**What needs to be done:** Each line of the data has to be retyped exactly as it is.
══ Given data
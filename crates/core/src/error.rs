use thiserror::Error;

use crate::ports::{AccessError, StorageError};

pub type ReviewResult<T> = Result<T, ReviewError>;

/// Errors surfaced to the user as a transient notice.
#[derive(Debug, Error)]
pub enum ReviewError {
    #[error("custom width must be between {min} and {max}px (got {width})")]
    InvalidCustomWidth { width: u32, min: u32, max: u32 },
    #[error("no breakpoint at index {0}")]
    BreakpointIndex(usize),
    #[error("no surface at index {0} to focus")]
    FocusIndex(usize),
    #[error("select an app and a screen first")]
    MissingSelection,
    #[error("screen {0:?} is not part of the current app")]
    UnknownScreen(String),
    #[error("preset name cannot be empty")]
    InvalidPresetName,
    #[error("no style properties to save")]
    EmptyStyle,
    #[error("preset {0} not found")]
    PresetNotFound(String),
    #[error("invalid import file: {0}")]
    Import(String),
    #[error("import file contains no valid presets")]
    NoValidPresets,
    #[error("nothing to undo")]
    UndoEmpty,
    #[error("could not undo {preset_name:?}: {source}")]
    UndoFailed {
        preset_name: String,
        #[source]
        source: AccessError,
    },
    #[error(transparent)]
    Access(#[from] AccessError),
    #[error(transparent)]
    Storage(#[from] StorageError),
    #[error("json: {0}")]
    Json(#[from] serde_json::Error),
}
════
**Task response:**
filename crates/core/src/error.rs
use thiserror::Error;

use crate::ports::{AccessError, StorageError};

pub type ReviewResult<T> = Result<T, ReviewError>;

/// Errors surfaced to the user as a transient notice.
#[derive(Debug, Error)]
pub enum ReviewError {
    #[error("custom width must be between {min} and {max}px (got {width})")]
    InvalidCustomWidth { width: u32, min: u32, max: u32 },
    #[error("no breakpoint at index {0}")]
    BreakpointIndex(usize),
    #[error("no surface at index {0} to focus")]
    FocusIndex(usize),
    #[error("select an app and a screen first")]
    MissingSelection,
    #[error("screen {0:?} is not part of the current app")]
    UnknownScreen(String),
    #[error("preset name cannot be empty")]
    InvalidPresetName,
    #[error("no style properties to save")]
    EmptyStyle,
    #[error("preset {0} not found")]
    PresetNotFound(String),
    #[error("invalid import file: {0}")]
    Import(String),
    #[error("import file contains no valid presets")]
    NoValidPresets,
    #[error("nothing to undo")]
    UndoEmpty,
    #[error("could not undo {preset_name:?}: {source}")]
    UndoFailed {
        preset_name: String,
        #[source]
        source: AccessError,
    },
    #[error(transparent)]
    Access(#[from] AccessError),
    #[error(transparent)]
    Storage(#[from] StorageError),
    #[error("json: {0}")]
    Json(#[from] serde_json::Error),
}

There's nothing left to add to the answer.